The focal point of the entire triptych (in so far as this dizzying composition has one), is the so-called Pool of the Maidens. It is just above center, aligned on the vertical axis of the center panel and therefore of the entire work. Here, a group of naked young women swim and cavort. Some bear apples on their heads and one, toward the center of the pool, bends forward and balances an apple at the base of her spine, where she seems to also have a fish tail. 

Several of the women seem to gaze outward, and if we follow the implied lines of their gazes and gestures, we realize that they are looking at the wild procession that surrounds them. Naked men ride a fabulous menagerie of animals — horses, camels, and cows, but also a griffin, a lion, and a unicorn-cat, among many others. Perhaps all of the couples and groups throughout the painting began at this pool before pairing up and finding semi-secluded nooks in which to embrace — a giant lobster tail, the shell of a giant mussel, the interior of a giant fruit, and so on.

Right panel, Bosch, Garden of Earthly Delights (Museo del Prado)

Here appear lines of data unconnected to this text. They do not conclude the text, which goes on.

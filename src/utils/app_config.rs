use std::collections::HashMap;
use std::path::Path;
use std::sync::{PoisonError, RwLock};
use std::sync::{RwLockReadGuard, RwLockWriteGuard};

use config::{Environment, Source};
use lazy_static::lazy_static;

use super::error::Result;

static DEFAULT_CONFIG: &str = include_str!(concat!(env!("CARGO_MANIFEST_DIR"), "/resources/default_config.toml"));

/// A new type to impl `config::Source`
#[derive(Debug, Clone, serde::Deserialize)]
struct Preset(HashMap<String, config::Value>);

impl config::Source for Preset {
    fn clone_into_box(&self) -> Box<dyn Source + Send + Sync> {
        Box::new(self.clone())
    }

    fn collect(&self) -> std::result::Result<HashMap<String, config::Value>, config::ConfigError> {
        let mut kv = self.0.clone();
        // a preset must not bring more presets with it
        kv.remove("presets");
        Ok(kv)
    }
}

/// The main structure holding application config
pub struct AppConfig(config::Config);

impl AppConfig {
    pub(crate) fn new() -> Self {
        Self(config::Config::new())
    }

    /// Start over from the embedded defaults
    pub fn setup(&mut self) -> Result<&mut Self> {
        self.0 = config::Config::new();
        self.0
            .merge(config::File::from_str(DEFAULT_CONFIG, config::FileFormat::Toml))?;
        Ok(self)
    }

    /// Load config from a file
    pub fn use_file(&mut self, path: &Path) -> Result<&mut Self> {
        self.0.merge(config::File::from(path))?;
        Ok(self)
    }

    /// Overlay the table `presets.<name>`
    pub fn use_preset(&mut self, name: &str) -> Result<&mut Self> {
        let preset: Preset = self.get(format!("presets.{}", name))?;
        self.0.merge(preset)?;
        Ok(self)
    }

    /// Overlay `STEALSIM_*` environment variables, `__` separating nested keys
    pub fn use_env(&mut self) -> Result<&mut Self> {
        self.0
            .merge(Environment::with_prefix("STEALSIM").separator("__"))?;
        Ok(self)
    }

    /// Get a single value and deserialize to the given type
    pub fn get<T, K>(&self, key: K) -> Result<T>
    where
        // the read lock is released before returning, so T can not borrow
        T: serde::de::DeserializeOwned,
        K: AsRef<str>,
    {
        Ok(self.0.get(key.as_ref())?)
    }
}

lazy_static! {
    /// global AppConfig instance
    static ref CONFIG: RwLock<AppConfig> = RwLock::new(AppConfig::new());
}

/// Build the global config: defaults, then file, then preset, then environment
pub fn init(file: Option<&Path>, preset: Option<&str>) -> Result<()> {
    let mut cfg = config_mut();
    cfg.setup()?;
    if let Some(file) = file {
        cfg.use_file(file)?;
    }
    if let Some(preset) = preset {
        cfg.use_preset(preset)?;
    }
    cfg.use_env()?;
    Ok(())
}

/// global AppConfig instance
pub fn config() -> RwLockReadGuard<'static, AppConfig> {
    CONFIG.read().unwrap_or_else(PoisonError::into_inner)
}

/// mutable global AppConfig instance
pub fn config_mut() -> RwLockWriteGuard<'static, AppConfig> {
    CONFIG.write().unwrap_or_else(PoisonError::into_inner)
}

pub mod prelude {
    pub use super::{config, config_mut};
}
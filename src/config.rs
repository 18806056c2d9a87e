use std::fs;
use std::path::{Path, PathBuf};

use serde::{Deserialize, Serialize};

use crate::types::Time;
use crate::utils::app_config::AppConfig;
use crate::utils::prelude::*;
use crate::workload::FitnessModel;

/// The experiment parameters, echoed verbatim in the report.
///
/// Config keys are lowercase (`h`, `w`, `t`), the report uses `H`, `W`, `T`.
#[derive(Debug, Clone, PartialEq, Deserialize, Serialize)]
pub struct ExperimentConfig {
    /// Pool size
    #[serde(rename(serialize = "H", deserialize = "h"), alias = "H")]
    pub items: usize,
    /// Time budget per trial
    #[serde(rename(serialize = "T", deserialize = "t"), alias = "T")]
    pub budget: f64,
    /// Number of workers
    #[serde(rename(serialize = "W", deserialize = "w"), alias = "W")]
    pub workers: usize,
    /// Tolerance against the best fitness
    pub epsilon: f64,
    /// Base seed, any integer
    pub seed: i64,
    /// Trials per policy
    pub trials: usize,
    #[serde(default, skip_serializing_if = "FitnessModel::is_uniform")]
    pub fitness: FitnessModel,
}

impl ExperimentConfig {
    /// Reject parameters no trial can run with.
    ///
    /// Zero trials, items or workers are fine and give neutral results.
    pub fn validate(&self) -> Result<()> {
        if !self.budget.is_finite() || self.budget < 0.0 {
            return Err(Error::InvalidParameter {
                name: "T",
                reason: format!("must be finite and non-negative, got {}", self.budget),
            });
        }
        if !self.epsilon.is_finite() || self.epsilon < 0.0 {
            return Err(Error::InvalidParameter {
                name: "epsilon",
                reason: format!("must be finite and non-negative, got {}", self.epsilon),
            });
        }
        if let FitnessModel::Dominant { fitness, .. } = self.fitness {
            if !fitness.is_finite() {
                return Err(Error::InvalidParameter {
                    name: "fitness",
                    reason: format!("dominant fitness must be finite, got {}", fitness),
                });
            }
        }
        Ok(())
    }

    pub fn budget(&self) -> Time {
        Time(self.budget)
    }
}

#[derive(Debug, Clone, Default, Deserialize, Serialize)]
pub struct OutputConfig {
    /// Where `run` writes the report, stdout when absent
    #[serde(default)]
    pub report: Option<PathBuf>,
    /// Where per-trial chrome traces go
    #[serde(default = "OutputConfig::default_trace_dir")]
    pub trace_dir: PathBuf,
}

impl OutputConfig {
    fn default_trace_dir() -> PathBuf {
        PathBuf::from("traces")
    }

    pub fn trace_file(&self, name: impl AsRef<Path>) -> Result<PathBuf> {
        fs::create_dir_all(&self.trace_dir)?;
        Ok(self.trace_dir.join(name))
    }
}

pub trait AppConfigExt {
    fn experiment(&self) -> Result<ExperimentConfig>;
    fn output(&self) -> Result<OutputConfig>;
}

impl AppConfigExt for AppConfig {
    fn experiment(&self) -> Result<ExperimentConfig> {
        let cfg: ExperimentConfig = self.get("experiment")?;
        cfg.validate()?;
        Ok(cfg)
    }

    fn output(&self) -> Result<OutputConfig> {
        self.get("output")
    }
}
use rand::distributions::{Distribution, Open01, Standard};
use rand::seq::SliceRandom;
use rand::Rng;
use rand_seeder::{Seeder, SipRng};

use crate::types::Duration;

/// Heavy-tailed service time: `base + u^(-exponent) * scale` with `u` uniform in (0, 1).
///
/// Most draws sit just above `base + scale`, rare ones are very expensive.
#[derive(Debug, Copy, Clone, PartialEq, serde::Deserialize, serde::Serialize)]
pub struct ServiceTime {
    pub base: f64,
    pub scale: f64,
    pub exponent: f64,
}

impl Default for ServiceTime {
    fn default() -> Self {
        Self {
            base: 0.2,
            scale: 0.02,
            exponent: 0.7,
        }
    }
}

impl Distribution<f64> for ServiceTime {
    fn sample<R: Rng + ?Sized>(&self, rng: &mut R) -> f64 {
        // open interval, u == 0 would blow up the power
        let u: f64 = rng.sample(Open01);
        self.base + u.powf(-self.exponent) * self.scale
    }
}

/// Seeded source of every random draw in a trial.
///
/// All fitness, service time and victim draws of one trial come from one
/// instance, so the call order fixes the outcome.
pub struct DrawSource {
    rng: SipRng,
    service: ServiceTime,
}

impl DrawSource {
    pub fn new(seed: i64) -> Self {
        let rng: SipRng = Seeder::from(seed).make_rng();
        Self {
            rng,
            service: ServiceTime::default(),
        }
    }

    /// Uniform fitness in [0, 1)
    pub fn fit(&mut self) -> f64 {
        self.rng.sample(Standard)
    }

    pub fn eval_time(&mut self) -> Duration {
        Duration(self.rng.sample(&self.service))
    }

    /// Uniformly permute `slice` in place
    pub fn shuffle<T>(&mut self, slice: &mut [T]) {
        slice.shuffle(&mut self.rng);
    }
}

#[cfg(test)]
mod tests {
    use super::*;

    #[test]
    fn same_seed_same_sequence() {
        let mut a = DrawSource::new(42);
        let mut b = DrawSource::new(42);
        for _ in 0..100 {
            assert_eq!(a.fit().to_bits(), b.fit().to_bits());
            assert_eq!(a.eval_time().to_bits(), b.eval_time().to_bits());
        }
        let mut va: Vec<_> = (0..16).collect();
        let mut vb = va.clone();
        a.shuffle(&mut va);
        b.shuffle(&mut vb);
        assert_eq!(va, vb);
    }

    #[test]
    fn different_seeds_diverge() {
        let mut a = DrawSource::new(1);
        let mut b = DrawSource::new(2);
        let xs: Vec<f64> = (0..8).map(|_| a.fit()).collect();
        let ys: Vec<f64> = (0..8).map(|_| b.fit()).collect();
        assert_ne!(xs, ys);
    }

    #[test]
    fn fitness_in_unit_interval() {
        let mut draws = DrawSource::new(7);
        for _ in 0..10_000 {
            let f = draws.fit();
            assert!((0.0..1.0).contains(&f));
        }
    }

    #[test]
    fn service_time_is_heavy_tailed_and_bounded_below() {
        let mut draws = DrawSource::new(7);
        let samples: Vec<f64> = (0..10_000).map(|_| *draws.eval_time()).collect();
        // u^(-0.7) >= 1 on (0, 1)
        assert!(samples.iter().all(|&s| s > 0.22 - 1e-12));
        let max = samples.iter().cloned().fold(f64::MIN, f64::max);
        let mean = samples.iter().sum::<f64>() / samples.len() as f64;
        assert!(max > 5.0 * mean);
    }
}
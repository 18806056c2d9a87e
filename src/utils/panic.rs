pub fn setup() {
    // Colored backtraces. Only enabled *when* debugging.
    #[cfg(debug_assertions)]
    {
        color_backtrace::install();
    }
}
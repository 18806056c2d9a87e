pub mod app_config;
mod error;
pub mod logging;
pub mod panic;

pub use error::{Error, Result};

pub mod prelude {
    pub use super::app_config::prelude::*;
    pub use super::error::{Error, Result};
    pub use super::logging::prelude::*;
}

Right panel, Hieronymus Bosch, The Garden of Earthly Delights, c. 1480-1505, triptych, oil on panel, 220 x 390 cm (Museo del Prado)

Right panel

This leaves the right panel; here, everything changes except, importantly, the continuous horizon line. The colors are much darker, with all the tints of the Gardens of Eden and Earthly Delights giving way to the dusky shades of Hell. The rich, verdant fields are replaced with hard, bare earth. The warm and inviting blue pools are replaced with a grey and black lake of ice. The strange pink and blue architecture, populated with animals, birds, and seemingly joyful people are replaced with jagged buildings that seem to be at once in the process of being built and of burning down. The light that blasts out of their windows and doors illuminates a sky choked with smoke, in contrast with the fresh blue skies of the Gardens. It is important, though, that the horizon line carries over, to remind us that these highly disparate scenes are directly and intimately connected.

It’s about scale

Throughout all the panels, scale is vital. These are all large panels, over seven feet tall, but the figures are quite small. Bosch’s sustained creativity is astonishing; he created a painting with hundreds of figures, each of which is entertaining, curious, or downright bizarre.  This is a work that rewards very close looking, and invites our gaze to linger at great length over its detailed and fascinating surface.

Mention of Hieronymus Bosch in the membership of the Illustre Lieve Vrouwe Broederschap () (image ca. 1742, Archief Illustre Lieve Vrouwe Broederschap, Brabants Historisch Informatie Centrum)

Bosch listed as a member of the Illustrious Brotherhood,  c. 1742 (Brabants Historisch Informatie Centrum)

Cultural context: moralizing times

Bosch lived in highly moralizing times, in a culture that condemned most or all bodily pleasures as sinful. He married a wealthy woman twenty-five years older than he was, and lived in her large estate. He was among the wealthiest residents of the town (s-Hertogenbosch), and did not need any income from his painting.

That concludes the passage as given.